La Poste teste son chariot-suiveur électrique à Montpellier
Réduire la congestion urbaine du trafic à Montpellier, développer un mode de transport doux, suivre la croissance de l’e-commerce qui devrait atteindre + 50 % d’ici à 2025, faciliter le travail des agents… Les enjeux du chariot-suiveur sont multiples. Présenté le 2 juillet dans le centre postal de Rondelet, à Montpellier, cet « assistant de livraison » électrique - comme le décrit Frédéric Moulin, chef de projet, La Poste Occitanie -, d’une capacité d’1 m3 pour 150 kgs et environ 40 colis, est doté de capteurs qui lui permettent de suivre l’agent, et seulement lui, lors de sa tournée piétonne.
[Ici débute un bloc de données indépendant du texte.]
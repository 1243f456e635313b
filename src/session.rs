//! Session and round state machine
//!
//! The session is the single owner of the simulation. Every operation
//! builds the next snapshot from a copy of the committed one and swaps it
//! in whole, so a renderer holding an `Arc<GameState>` only ever sees
//! fully resolved states.
//!
//! Phases: `Uninitialized -> Ready -> Started <-> GameOver`. Starting a
//! round and recovering from game over are the same transition.

use std::sync::Arc;
use std::time::{SystemTime, UNIX_EPOCH};

use chrono::{DateTime, Utc};
use uuid::Uuid;

use crate::config::SimConfig;
use crate::error::SimError;
use crate::sim::collision::Impact;
use crate::sim::rng::{GapRng, PcgGapRng};
use crate::sim::state::{GamePhase, GameState, World};
use crate::sim::{obstacles, tick};

/// What a primary input did
#[derive(Debug, Clone, Copy, PartialEq, Eq)]
pub enum InputOutcome {
    /// No viewport yet
    Ignored,
    /// Jumped and survived
    Flapped,
    /// Jumped into something
    Crashed(Impact),
    /// A new round began with this id
    RoundStarted(Uuid),
}

pub struct Session<R: GapRng = PcgGapRng> {
    config: SimConfig,
    state: Arc<GameState>,
    /// Commit counter, bumped on every snapshot swap
    version: u64,
    /// Viewport change received mid-round, applied at the next round start
    pending_world: Option<World>,
    rng: R,
}

impl Session<PcgGapRng> {
    /// Session with a PCG source seeded from config, or from the clock if unset
    pub fn new(config: SimConfig) -> Result<Self, SimError> {
        let seed = config.seed.unwrap_or_else(clock_seed);
        log::info!("Session seed {}", seed);
        Self::with_rng(config, PcgGapRng::new(seed))
    }
}

impl<R: GapRng> Session<R> {
    pub fn with_rng(config: SimConfig, rng: R) -> Result<Self, SimError> {
        config.validate()?;
        let state = GameState::new(&config);
        Ok(Self {
            config,
            state: Arc::new(state),
            version: 0,
            pending_world: None,
            rng,
        })
    }

    /// Last committed snapshot
    pub fn snapshot(&self) -> Arc<GameState> {
        Arc::clone(&self.state)
    }

    pub fn state(&self) -> &GameState {
        &self.state
    }

    pub fn config(&self) -> &SimConfig {
        &self.config
    }

    pub fn version(&self) -> u64 {
        self.version
    }

    /// Committed snapshot as JSON for a renderer
    pub fn snapshot_json(&self) -> Result<String, SimError> {
        Ok(serde_json::to_string(&*self.state)?)
    }

    /// Physics and obstacle ticks should be running
    pub fn physics_active(&self) -> bool {
        self.state.is_started()
    }

    /// Flap animation should be running
    pub fn animation_active(&self) -> bool {
        self.state.agent.is_flying
    }

    /// Build the next snapshot from the current one and swap it in
    fn commit<T>(&mut self, step: impl FnOnce(&mut GameState, &SimConfig, &mut R) -> T) -> T {
        let mut next = GameState::clone(&self.state);
        let out = step(&mut next, &self.config, &mut self.rng);
        self.state = Arc::new(next);
        self.version += 1;
        out
    }

    /// Viewport size is known (or changed).
    ///
    /// Outside a round this centres the agent and lays out the gates. During
    /// a round the new size is held back until the next round starts.
    pub fn on_viewport_ready(&mut self, width: f32, height: f32) -> Result<(), SimError> {
        let world = World::new(width, height)?;

        if self.state.is_started() {
            log::warn!(
                "Viewport changed to {}x{} mid-round; applying at next round",
                width,
                height
            );
            self.pending_world = Some(world);
            return Ok(());
        }

        // a size queued during the last round is stale now
        self.pending_world = None;
        self.commit(|state, config, rng| {
            state.world = world;
            state.is_mobile = world.width <= config.mobile_max_width;
            if state.phase == GamePhase::Uninitialized {
                state.phase = GamePhase::Ready;
            }
            state.agent.center_in(&world);
            obstacles::layout(state, rng);
        });
        log::info!("Viewport ready {}x{} (mobile: {})", width, height, self.state.is_mobile);
        Ok(())
    }

    /// Click/tap/key: jump during a round, otherwise start a new one
    pub fn on_primary_input(&mut self) -> InputOutcome {
        self.on_primary_input_at(Utc::now())
    }

    /// As `on_primary_input`, with the round start time supplied by the caller
    pub fn on_primary_input_at(&mut self, now: DateTime<Utc>) -> InputOutcome {
        let phase = self.state.phase;
        match phase {
            GamePhase::Uninitialized => {
                log::warn!("Input ignored: viewport not ready");
                InputOutcome::Ignored
            }
            GamePhase::Started => match self.commit(|state, config, _| tick::fly_step(state, config)) {
                Some(impact) => InputOutcome::Crashed(impact),
                None => InputOutcome::Flapped,
            },
            GamePhase::Ready | GamePhase::GameOver => self.start_round(now),
        }
    }

    fn start_round(&mut self, now: DateTime<Utc>) -> InputOutcome {
        let pending = self.pending_world.take();
        let id = self.commit(|state, config, rng| {
            if let Some(world) = pending {
                state.world = world;
                state.is_mobile = world.width <= config.mobile_max_width;
            }
            let id = uuid::Builder::from_random_bytes(rng.token().to_le_bytes()).into_uuid();
            state.rounds.start_round(now, id);
            state.agent.respawn(&state.world);
            obstacles::layout(state, rng);
            state.time_ticks = 0;
            state.phase = GamePhase::Started;
            id
        });
        log::info!("Round {} started ({} total)", id, self.state.rounds.len());
        InputOutcome::RoundStarted(id)
    }

    /// Physics tick: fall + collision
    pub fn fall_tick(&mut self) -> Option<Impact> {
        if !self.physics_active() {
            return None;
        }
        self.commit(|state, config, _| tick::fall_step(state, config))
    }

    /// Obstacle tick: scroll + recycle
    pub fn scroll_tick(&mut self) -> usize {
        if !self.physics_active() {
            return 0;
        }
        self.commit(|state, config, rng| tick::scroll_step(state, config, rng))
    }

    /// Combined scroll + fall + collision at a single rate
    pub fn tick(&mut self) -> Option<Impact> {
        if !self.physics_active() {
            return None;
        }
        self.commit(|state, config, rng| tick::tick(state, config, rng))
    }

    /// Animation tick: next flap frame
    pub fn frame_tick(&mut self) -> bool {
        if !self.animation_active() {
            return false;
        }
        self.commit(|state, _, _| tick::frame_step(state))
    }
}

fn clock_seed() -> u64 {
    SystemTime::now()
        .duration_since(UNIX_EPOCH)
        .map(|d| d.as_nanos() as u64)
        .unwrap_or(0)
}

#[cfg(test)]
mod tests {
    use super::*;
    use crate::sim::rng::ScriptedGapRng;
    use chrono::TimeZone;
    use glam::Vec2;

    fn session() -> Session<PcgGapRng> {
        let config = SimConfig {
            seed: Some(2024),
            ..Default::default()
        };
        Session::new(config).unwrap()
    }

    fn at(ms: i64) -> DateTime<Utc> {
        Utc.timestamp_millis_opt(ms).unwrap()
    }

    #[test]
    fn test_input_before_viewport_is_ignored() {
        let mut session = session();
        assert_eq!(session.on_primary_input(), InputOutcome::Ignored);
        assert!(session.state().rounds.is_empty());
        assert_eq!(session.state().phase, GamePhase::Uninitialized);
        assert_eq!(session.fall_tick(), None);
        assert_eq!(session.version(), 0);
    }

    #[test]
    fn test_invalid_viewport_leaves_state_alone() {
        let mut session = session();
        let err = session.on_viewport_ready(0.0, 600.0).unwrap_err();
        assert!(matches!(err, SimError::InvalidViewport { .. }));
        assert!(!session.state().is_ready());
    }

    #[test]
    fn test_viewport_ready_centres_and_lays_out() {
        let mut session = session();
        session.on_viewport_ready(400.0, 600.0).unwrap();
        let state = session.state();
        assert_eq!(state.phase, GamePhase::Ready);
        assert!(state.is_mobile);
        assert!(!state.is_started());
        assert_eq!(state.agent.position, Vec2::new(154.0, 268.0));
        assert_eq!(state.pairs[0].x(), 500.0);
        assert!(state.pairs.iter().all(|p| p.width() == 100.0));
    }

    #[test]
    fn test_desktop_viewport_is_not_mobile() {
        let mut session = session();
        session.on_viewport_ready(1280.0, 720.0).unwrap();
        assert!(!session.state().is_mobile);
    }

    #[test]
    fn test_end_to_end_round() {
        let mut session = session();
        session.on_viewport_ready(400.0, 600.0).unwrap();
        assert!(matches!(session.on_primary_input(), InputOutcome::RoundStarted(_)));
        assert!(session.state().is_started());
        assert_eq!(session.state().agent.position, Vec2::new(154.0, 268.0));

        assert_eq!(session.fall_tick(), None);
        assert_eq!(session.state().agent.position.y, 273.0);
        assert!(session.state().agent.is_flying);

        assert_eq!(session.on_primary_input(), InputOutcome::Flapped);
        assert_eq!(session.state().agent.position.y, 198.0);

        // 537 + 64 = 601, short of the 620 ground line
        session.commit(|state, _, _| state.agent.position.y = 532.0);
        assert_eq!(session.fall_tick(), None);
        assert_eq!(session.state().agent.position.y, 537.0);

        // 557 + 64 = 621 >= 620
        session.commit(|state, _, _| state.agent.position.y = 552.0);
        assert_eq!(session.fall_tick(), Some(Impact::Ground));
        let state = session.state();
        assert_eq!(state.agent.position.y, 557.0);
        assert!(state.is_game_over());
        assert!(!state.is_started());
        assert!(!state.agent.is_flying);
    }

    #[test]
    fn test_game_over_is_terminal_until_input() {
        let mut session = session();
        session.on_viewport_ready(400.0, 600.0).unwrap();
        session.on_primary_input_at(at(1_000));
        while session.fall_tick().is_none() {}
        let frozen = session.snapshot();

        assert_eq!(session.fall_tick(), None);
        assert_eq!(session.scroll_tick(), 0);
        assert_eq!(session.tick(), None);
        assert!(!session.frame_tick());
        assert!(session.state().is_game_over());
        assert_eq!(session.state().agent.position, frozen.agent.position);

        let first_id = session.state().rounds.latest().map(|r| r.id);
        let outcome = session.on_primary_input_at(at(2_000));
        let InputOutcome::RoundStarted(id) = outcome else {
            panic!("expected a new round, got {:?}", outcome);
        };
        assert_ne!(Some(id), first_id);
        let state = session.state();
        assert!(state.is_started());
        assert!(!state.is_game_over());
        assert!(state.agent.is_flying);
        assert_eq!(state.agent.position, state.agent.initial);
        assert_eq!(state.rounds.len(), 2);
        assert_eq!(state.time_ticks, 0);
    }

    #[test]
    fn test_round_log_is_append_only() {
        let mut session = session();
        session.on_viewport_ready(400.0, 600.0).unwrap();
        session.on_primary_input_at(at(1_000));
        let first = session.state().rounds.latest().cloned().unwrap();
        while session.fall_tick().is_none() {}
        session.on_primary_input_at(at(1_000));

        let records: Vec<_> = session.state().rounds.iter().cloned().collect();
        assert_eq!(records.len(), 2);
        assert_eq!(records[0], first);
        assert!(records[1].timestamp > records[0].timestamp);
        assert_ne!(records[1].id, records[0].id);
        assert_eq!(records[1].score, 0);
    }

    #[test]
    fn test_flap_during_round_does_not_append_round() {
        let mut session = session();
        session.on_viewport_ready(400.0, 600.0).unwrap();
        session.on_primary_input();
        session.on_primary_input();
        session.on_primary_input();
        assert_eq!(session.state().rounds.len(), 1);
        assert_eq!(session.state().agent.position.y, 268.0 - 150.0);
    }

    #[test]
    fn test_snapshot_is_not_mutated_by_later_ticks() {
        let mut session = session();
        session.on_viewport_ready(400.0, 600.0).unwrap();
        session.on_primary_input();
        let held = session.snapshot();
        let version = session.version();

        session.fall_tick();
        session.scroll_tick();

        assert_eq!(held.agent.position.y, 268.0);
        assert_eq!(held.pairs[0].x(), 500.0);
        assert_eq!(session.state().pairs[0].x(), 495.0);
        assert_eq!(session.version(), version + 2);
    }

    #[test]
    fn test_mid_round_resize_applies_next_round() {
        let mut session = session();
        session.on_viewport_ready(400.0, 600.0).unwrap();
        session.on_primary_input();
        session.on_viewport_ready(800.0, 1000.0).unwrap();
        assert_eq!(session.state().world.width, 400.0);

        while session.fall_tick().is_none() {}
        session.on_primary_input();
        let state = session.state();
        assert_eq!(state.world, World::new(800.0, 1000.0).unwrap());
        assert_eq!(state.geometry.pair_width, 200.0);
        assert_eq!(state.agent.position, Vec2::new(354.0, 468.0));
    }

    #[test]
    fn test_resize_after_game_over_replaces_queued_size() {
        let mut session = session();
        session.on_viewport_ready(400.0, 600.0).unwrap();
        session.on_primary_input();
        session.on_viewport_ready(800.0, 1000.0).unwrap();
        while session.fall_tick().is_none() {}

        session.on_viewport_ready(1200.0, 900.0).unwrap();
        assert_eq!(session.state().world, World::new(1200.0, 900.0).unwrap());
        session.on_primary_input();
        let state = session.state();
        assert!(state.is_started());
        assert_eq!(state.world, World::new(1200.0, 900.0).unwrap());
        assert_eq!(state.geometry.pair_width, 300.0);
    }

    #[test]
    fn test_scripted_rng_gives_exact_gates() {
        let config = SimConfig::default();
        // viewport layout, then round layout: all high band at the top of the range
        let rng = ScriptedGapRng::new([true; 8], [1.0; 8]);
        let mut session = Session::with_rng(config, rng).unwrap();
        session.on_viewport_ready(400.0, 600.0).unwrap();
        session.on_primary_input();
        for pair in &session.state().pairs {
            assert_eq!(pair.extension, 100.0);
            assert_eq!(pair.top.size.y, 300.0);
            assert_eq!(pair.bottom.position.y, 500.0);
        }
    }

    #[test]
    fn test_same_seed_same_run() {
        let run = || {
            let mut session = session();
            session.on_viewport_ready(400.0, 600.0).unwrap();
            session.on_primary_input_at(at(0));
            for i in 0..200 {
                session.scroll_tick();
                if i % 7 == 0 {
                    session.on_primary_input_at(at(0));
                }
                session.fall_tick();
            }
            session.snapshot_json().unwrap()
        };
        assert_eq!(run(), run());
    }
}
L’intelligence de ce robot a été développée par l’entreprise Effidence (63). Son expérimentation dans les rues de l’Écusson (centre-ville de Montpellier) démarre le 3 juillet et doit durer un mois. Elle est également réalisée à Strasbourg et dans un arrondissement parisien. Au terme de ce test grandeur nature, un bilan sera dressé pour décider, ou non, de doter La Poste de ces chariots-suiveurs.
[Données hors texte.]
//! In-process fake Service Provider for integration tests.
//!
//! Answers every POST, on any path, with a scripted status and JSON body and
//! records what it received.

#![allow(dead_code)]

use actix_web::{web, App, HttpRequest, HttpResponse, HttpServer};
use std::sync::{Arc, Mutex};

#[derive(Debug, Clone)]
pub struct RecordedRequest {
    pub method: String,
    pub path: String,
    pub content_type: Option<String>,
    pub body: Vec<u8>,
}

impl RecordedRequest {
    pub fn json(&self) -> serde_json::Value {
        serde_json::from_slice(&self.body).expect("request body is not JSON")
    }
}

struct FakeState {
    status: u16,
    reply: String,
    requests: Arc<Mutex<Vec<RecordedRequest>>>,
}

pub struct FakeServiceProvider {
    pub url: String,
    requests: Arc<Mutex<Vec<RecordedRequest>>>,
}

impl FakeServiceProvider {
    /// Start a server that replies `200` with `reply`.
    pub fn start(reply: serde_json::Value) -> Self {
        Self::start_raw(200, reply.to_string())
    }

    /// Start a server with an arbitrary status and raw body.
    pub fn start_raw(status: u16, reply: String) -> Self {
        let requests = Arc::new(Mutex::new(Vec::new()));
        let state = web::Data::new(FakeState {
            status,
            reply,
            requests: requests.clone(),
        });

        let server = HttpServer::new(move || {
            App::new()
                .app_data(state.clone())
                .default_service(web::to(handle))
        })
        .workers(1)
        .bind(("127.0.0.1", 0))
        .expect("bind fake service provider");

        let addr = server.addrs()[0];
        actix_web::rt::spawn(server.run());

        Self {
            url: format!("http://{addr}/"),
            requests,
        }
    }

    pub fn requests(&self) -> Vec<RecordedRequest> {
        self.requests.lock().unwrap().clone()
    }

    pub fn last_request(&self) -> RecordedRequest {
        self.requests()
            .pop()
            .expect("fake service provider received no request")
    }
}

async fn handle(req: HttpRequest, body: web::Bytes, state: web::Data<FakeState>) -> HttpResponse {
    state.requests.lock().unwrap().push(RecordedRequest {
        method: req.method().to_string(),
        path: req.path().to_string(),
        content_type: req
            .headers()
            .get("content-type")
            .and_then(|v| v.to_str().ok())
            .map(str::to_string),
        body: body.to_vec(),
    });

    let status = actix_web::http::StatusCode::from_u16(state.status)
        .unwrap_or(actix_web::http::StatusCode::INTERNAL_SERVER_ERROR);
    HttpResponse::build(status)
        .content_type("application/json")
        .body(state.reply.clone())
}
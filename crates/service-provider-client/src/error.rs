use thiserror::Error;

use crate::types::ApiErrorObject;

/// Errors returned by Service Provider client operations.
#[derive(Debug, Error)]
pub enum ServiceProviderError {
    /// Connection, DNS or non-success status. Never produced by the server's envelope.
    #[error("http error: {0}")]
    HttpError(String),

    /// The server answered with an `error` envelope.
    #[error("API response error: {}", .0.error)]
    ApiError(ApiErrorObject),

    /// The server answered with neither `result` nor `error`.
    #[error("Unknown API Error")]
    UnknownApiError,

    /// `result` was present but did not have the expected shape.
    #[error("decode error: {0}")]
    DecodeError(String),

    #[error("config error: {0}")]
    ConfigError(String),

    #[error("serialization error: {0}")]
    SerdeError(#[from] serde_json::Error),
}

impl ServiceProviderError {
    /// The server-reported error object, if this is an [`ApiError`](Self::ApiError).
    pub fn api_error(&self) -> Option<&ApiErrorObject> {
        match self {
            Self::ApiError(obj) => Some(obj),
            _ => None,
        }
    }

    /// Whether the failure happened below the envelope layer.
    pub fn is_transport(&self) -> bool {
        matches!(self, Self::HttpError(_))
    }
}

pub type Result<T> = std::result::Result<T, ServiceProviderError>;
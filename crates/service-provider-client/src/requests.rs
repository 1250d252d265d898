//! Request payloads sent to the Service Provider.

use serde::Serialize;

use crate::types::{Address, Community, SubscriptionTx, TransferFrom};

/// Body of `is_user_subscribed` and `granted_tokens`.
#[derive(Debug, Clone, Serialize)]
#[serde(rename_all = "camelCase")]
pub struct UserCommunityRequest<'a> {
    pub user: &'a Address,
    pub community_name: &'a str,
}

#[derive(Debug, Clone, Serialize)]
#[serde(rename_all = "camelCase")]
pub struct MintingSignatureRequest<'a> {
    pub user: &'a Address,
    pub community_name: &'a str,
    pub minting_tx: &'a TransferFrom,
}

#[derive(Debug, Clone, Serialize)]
#[serde(rename_all = "camelCase")]
pub struct SubscribeRequest<'a> {
    pub user: &'a Address,
    pub community_name: &'a str,
    pub subscription_wallet: &'a Address,
    pub txs: &'a [SubscriptionTx],
}

#[derive(Debug, Clone, Serialize)]
#[serde(rename_all = "camelCase")]
pub struct RelatedCommunitiesRequest<'a> {
    pub user: &'a Address,
}

#[derive(Debug, Clone, Serialize)]
pub struct DeclareCommunityRequest<'a> {
    #[serde(flatten)]
    pub community: &'a Community,
}
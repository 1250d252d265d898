//! Client for the zkSync subscription Service Provider API.
//!
//! The Service Provider grants community tokens, signs minting transfers and
//! tracks user subscriptions. This crate wraps its JSON-over-HTTP API: every
//! call is a single POST whose reply is an envelope carrying either a
//! `result` or an `error`.
//!
//! Wallets, signing and transaction submission are out of scope; the
//! opaque values they produce ([`TransferFrom`], [`SubscriptionTx`]) are
//! passed through unmodified.
//!
//! # Quick example
//!
//! ```no_run
//! use sp_client::{Address, Provider};
//!
//! # #[tokio::main]
//! # async fn main() -> Result<(), sp_client::ServiceProviderError> {
//! let provider = Provider::new("http://127.0.0.1:8080/")?;
//! let user = Address::from("0x2d5bd7cc0f3fb6ff7c9a2e0e8b7c0dcf2a12e4f1");
//!
//! let status = provider.is_user_subscribed(&user, "TestCommunity").await?;
//! if !status.subscribed {
//!     let granted = provider.granted_tokens(&user, "TestCommunity").await?;
//!     println!("{} {} available to mint", granted.amount, granted.token);
//! }
//! # Ok(())
//! # }
//! ```

pub mod config;
pub mod constants;
pub mod envelope;
pub mod error;
pub mod provider;
pub mod requests;
pub mod responses;
pub mod retry;
pub mod transport;
pub mod types;

pub use config::ClientConfig;
pub use envelope::Envelope;
pub use error::{Result, ServiceProviderError};
pub use provider::Provider;
pub use responses::*;
pub use retry::RetryPolicy;
pub use transport::{HttpTransport, Routing};
pub use types::*;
En septembre, La Poste expérimentera à Montpellier un autre appareil, la K-Ryole (développé par l’entreprise du même nom, 92). Sa capacité est légèrement supérieure à celle du chariot-suiveur, environ 1,5 m3, et peut se connecter à un vélo à assistance électrique. Au 2e semestre 2020, La Poste testera aussi, à Montpellier, un véhicule autonome conçu par Twinswheel.